Three short stories were posted on the official Swansong website, providing more information on its main characters.
Originally posted on 6/24/2022 at "news.vampire-swansong.com", this entry's spotlight was on Boston's reigning Prince Hazel Iversen, detailing her background, beginning and rise to power. Other characters mentioned include Berel Underwood, Quentin King III and Iversen's sire, Nathan Appleton.
***
“I expected more of a struggle, if I’m honest.” Hazel Iversen watched on as Berel Underwood’s ghoul tapped away at the ceramic mold, creating the indentation she’d requested to symbolize her reign. Soon enough liquid gold would be poured inside, casting a signet ring suitable for the Prince of Boston.
“Oh, no. Don’t be foolish, my Prince. We supported you because you were the right choice for the role. I dare say, anyone else who stepped up would have faced a harder climb, but we, the city Primogen, were only too happy when you seized praxis. Truly.” Underwood bared his teeth in a smile, utterly insincere, but then, it didn’t need to be. He didn’t have to like Iversen to accept she was their Prince in this uncertain time. “And I’m sure your jewelry will wow the other Kindred at court. I’m sure of it.”
Prince Iversen stepped closer to the artist and his fine tools, being careful to not obscure the light, but keenly observing his every motion. “I don’t give two shits if the courtiers are wowed. But I will look the part, Underwood. King had knights, pageantry, and some idiots thinking he was King Arthur. I can’t exactly follow that with business attire and board meetings, can I?”
Underwood shook his head. “No, no, of course not.” He thought back to the last century of Quentin King’s reign… The small number of highs… The vast array of lows and assorted humiliations. Never again would the Primogen Council permit a Malkavian to take power, he was sure of that.
“And I could do without the sycophancy.” Hazel shot him a glare. “I came up the hard way. You know my story, so I won’t repeat it. I don’t need you licking my boots to know you’re supporting me.”
Underwood fixed that insincere smile back on his face. “Of course, my Prince. What good would I be were I not an honest critic and domain councilor? You can rely on me to lick nothing but what you present to me.”
The jeweler struggled to stifle a laugh as he continued to work, pretending to ignore the conversation taking place right over his head.
“Jesus Christ, Berel… It’s not like I don’t know you pushed your sire for praxis before me. Grow a spine.” Satisfied the jeweler knew what he was doing, Hazel Iversen left the back room, stepping out into the store, and then into the market. It was uncharacteristically quiet tonight. Maybe the city knows there’s a new manager at the helm… She ensured her collar was straight, her cuffs were visible, and her shoes were clean, before walking to her car.
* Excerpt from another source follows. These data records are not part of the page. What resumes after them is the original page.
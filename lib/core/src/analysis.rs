//! Human-readable summaries of a preference weighting
//!
//! Descriptive only; nothing here feeds back into ranking.

use crate::schema::AttributeSchema;
use crate::weights::WeightVector;

/// Weight an attribute must exceed to be cited in the summary
pub const DOMINANCE_THRESHOLD: f64 = 0.3;

/// Summary used when no attribute dominates
pub const BALANCED_SUMMARY: &str =
    "Your preferences are well-balanced. Recommendations optimize across all factors equally.";

/// Describe which attributes drive a weighting
pub fn summarize(schema: &AttributeSchema, weights: &WeightVector) -> String {
    let phrases: Vec<&str> = weights
        .above(DOMINANCE_THRESHOLD)
        .filter_map(|i| schema.get(i))
        .map(|spec| spec.emphasis.as_str())
        .collect();

    if phrases.is_empty() {
        return BALANCED_SUMMARY.to_string();
    }

    let primary = weights
        .dominant()
        .and_then(|i| schema.get(i))
        .map(|spec| spec.label.as_str())
        .unwrap_or_default();

    format!(
        "Based on your preferences ({}), these items best match your needs with {} as the primary consideration.",
        phrases.join(", "),
        primary
    )
}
In her wake, Berel Underwood listened for Iversen’s car engine before returning to the jeweler and leaning over him, blocking the lamplight entirely. “If these pieces you make are anywhere close to the quality of mine, I’ll take your eyes. I’ll push my thumbs into your sockets and pop those eyeballs out. And then, I’ll bite them off! Do you understand me?”
***
“Nathan Appleton? I thought he was dead.” In a time before, Hazel Iversen drummed her fingers on the boardroom desk at Iversen Freight, and stared crookedly at her fellow board members.
Ever since her father died it was her duty to run the business, and though their freight and haulage services performed well throughout the New England region, she was alone, without allies in the industry. Her fellow board members were always attempting to push her one way or another, trying to control her, and through her, the flow of money out from her father’s empire. Her father’s untimely demise left him with no opportunity to introduce Hazel to business partners or warn her about rivals. And now, she was being presented with the name of a dead man as someone she just had to meet.
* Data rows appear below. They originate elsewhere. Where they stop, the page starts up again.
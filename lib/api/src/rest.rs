use crate::view::{describe_item, ItemView, RecommendationResponse, RecommendationView};
use actix_cors::Cors;
use actix_web::error::{InternalError, JsonPayloadError};
use actix_web::{web, App, HttpRequest, HttpResponse, HttpServer, Result as ActixResult};
use rankx_catalog::CatalogStore;
use rankx_core::{Error, Preferences, MAX_IMPORTANCE};
use serde::Deserialize;
use std::collections::HashMap;
use std::sync::Arc;
use tracing::{debug, info, warn};

#[derive(Deserialize)]
struct RecommendRequest {
    /// Result count, defaults to the engine's configured `default_k`
    limit: Option<usize>,
    /// Importance scores keyed by preference name
    #[serde(flatten)]
    preferences: HashMap<String, f64>,
}

pub struct RestApi;

impl RestApi {
    pub async fn start(store: Arc<CatalogStore>, port: u16) -> std::io::Result<()> {
        HttpServer::new(move || {
            let cors = Cors::default()
                .allow_any_origin()
                .allow_any_method()
                .allow_any_header()
                .max_age(3600);

            App::new()
                .wrap(cors)
                .app_data(web::Data::new(store.clone()))
                .configure(Self::routes)
        })
        .bind(("0.0.0.0", port))?
        .run()
        .await
    }

    /// Route table, shared by the server and the handler tests
    pub fn routes(cfg: &mut web::ServiceConfig) {
        cfg.app_data(web::JsonConfig::default().error_handler(json_error))
            .route("/", web::get().to(health))
            .route("/items", web::get().to(list_items))
            .route("/recommend", web::post().to(recommend))
            .route("/catalog/reload", web::post().to(reload_catalog));
    }
}

fn error_response(e: &Error) -> HttpResponse {
    let body = serde_json::json!({ "error": e.to_string() });
    match e {
        Error::InvalidRequest(_) | Error::DimensionMismatch { .. } => {
            HttpResponse::BadRequest().json(body)
        }
        Error::EmptyCatalog
        | Error::InvalidCatalog(_)
        | Error::Io(_)
        | Error::Serialization(_) => HttpResponse::InternalServerError().json(body),
    }
}

/// Malformed request bodies get the same `{error}` shape as engine errors
fn json_error(err: JsonPayloadError, _req: &HttpRequest) -> actix_web::Error {
    debug!("Rejected request body: {}", err);
    let response = HttpResponse::BadRequest().json(serde_json::json!({ "error": err.to_string() }));
    InternalError::from_response(err, response).into()
}

async fn health() -> ActixResult<HttpResponse> {
    Ok(HttpResponse::Ok().json(serde_json::json!({
        "status": "healthy",
        "service": "RankX Catalog Recommender",
        "version": env!("CARGO_PKG_VERSION"),
    })))
}

async fn list_items(store: web::Data<Arc<CatalogStore>>) -> ActixResult<HttpResponse> {
    let engine = store.snapshot();
    let catalog = engine.catalog();
    let items: Vec<ItemView> = catalog
        .candidates()
        .iter()
        .map(|c| ItemView::from_candidate(catalog.schema(), c))
        .collect();

    Ok(HttpResponse::Ok().json(serde_json::json!({
        "count": items.len(),
        "items": items,
    })))
}

async fn recommend(
    store: web::Data<Arc<CatalogStore>>,
    req: web::Json<RecommendRequest>,
) -> ActixResult<HttpResponse> {
    let engine = store.snapshot();
    let schema = engine.catalog().schema();

    let preferences = match Preferences::from_keyed(
        schema,
        req.preferences.iter().map(|(k, v)| (k.as_str(), *v)),
    )
    .and_then(|p| p.check_range(schema, MAX_IMPORTANCE).map(|_| p))
    {
        Ok(p) => p,
        Err(e) => {
            debug!("Rejected recommend request: {}", e);
            return Ok(error_response(&e));
        }
    };

    let k = req.limit.unwrap_or(engine.config().default_k);
    let ranked = match engine.rank(&preferences, k) {
        Ok(ranked) => ranked,
        Err(e) => {
            warn!("Ranking failed: {}", e);
            return Ok(error_response(&e));
        }
    };
    let analysis = match engine.explain(&preferences) {
        Ok(analysis) => analysis,
        Err(e) => return Ok(error_response(&e)),
    };

    let recommendations = ranked
        .into_iter()
        .map(|r| {
            let explanation = describe_item(schema, r.candidate, &preferences);
            RecommendationView::from_ranked(schema, &r.with_explanation(explanation))
        })
        .collect();

    info!("Recommended {} items (limit {})", k.min(engine.len()), k);

    Ok(HttpResponse::Ok().json(RecommendationResponse {
        recommendations,
        analysis,
    }))
}

async fn reload_catalog(store: web::Data<Arc<CatalogStore>>) -> ActixResult<HttpResponse> {
    match store.reload() {
        Ok(count) => Ok(HttpResponse::Ok().json(serde_json::json!({
            "result": true,
            "count": count,
        }))),
        Err(e) => Ok(HttpResponse::BadRequest().json(serde_json::json!({
            "error": e.to_string(),
        }))),
    }
}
“Again, didn’t he die years ago? His business was textiles and textile shipping, if I recall. What do you want me to do; visit his grave?” She snorted a laugh and sat back in her chair. If this is some prank, or an attempt to make me look weak, I’m not playing along.
Boris Roberts, one of her fellow directors, all white whiskers and thick lenses, coughed and raised a hand. “That was, uh, our understanding, ma’am. Apparently it’s a common mistake. That was a different Nathan Appleton.”
Hazel’s brow furrowed. “You mean to tell me the Boston Herald, Globe, and other assorted press outlets all published obituaries for Nathan Appleton, textile king, when in fact another, completely unconnected Nathan Appleton passed away? Did they issue apologies?”
The board members all shrugged and muttered, looking between each other for answers nobody had. Boris spoke up again. “Um, we don’t know. Whatever the case, it’s apparently the textile-interested Appleton who reached out to us via Harmon and Corem Logistics, one of our competitors. They run a fleet between New Haven and Great Britain. This Appleton wants a private meeting with you.”
Hazel Iversen rose from her chair and started pacing around the boardroom; a common trait of hers. She locked her hands behind her back and played with her father’s signet ring, which she kept on a bracelet. “I know who Harmon and Corem are and what they do. I’ve heard of this Appleton, and I know he used to be a big player, before his death was announced. Why would he reach out to me via the competition, though?” She stopped at the head of the table after performing a circuit, pressing the button for her assistant. “Janice, please reach out to Nathan Appleton and invite him to our building. If he’s the real deal, he’ll come to Boston.”
There was silence on the other end of the intercom for five seconds before Janice responded. “Didn’t Nathan Appleton die, Miss Iversen?”
Hazel gestured at the board members, her arms out wide in exasperation.
***
Ultimately, there was no reaching out to Nathan Appleton. The invitation to meet him came via Harmon and Corem, and they would speak to nobody except Hazel Iversen, and even then, wouldn’t put her in direct contact with Appleton. Hazel took it on faith that the meeting she was invited to, just outside Ipswich, would be worth attending.
Hazel was surprised, upon arriving at the gorgeous manor north of Boston, to see the number of expensive cars parked in its spacious grounds. Maseratis, Mercedes-Benz, Cadillacs, but none of them off the forecourt, and all of them customized to show off their owners’ wealth. She felt humble rolling up in her Lincoln, and told her driver she’d call when it was time to collect her. His parents lived in Ipswich, and Hazel valued time spent with family.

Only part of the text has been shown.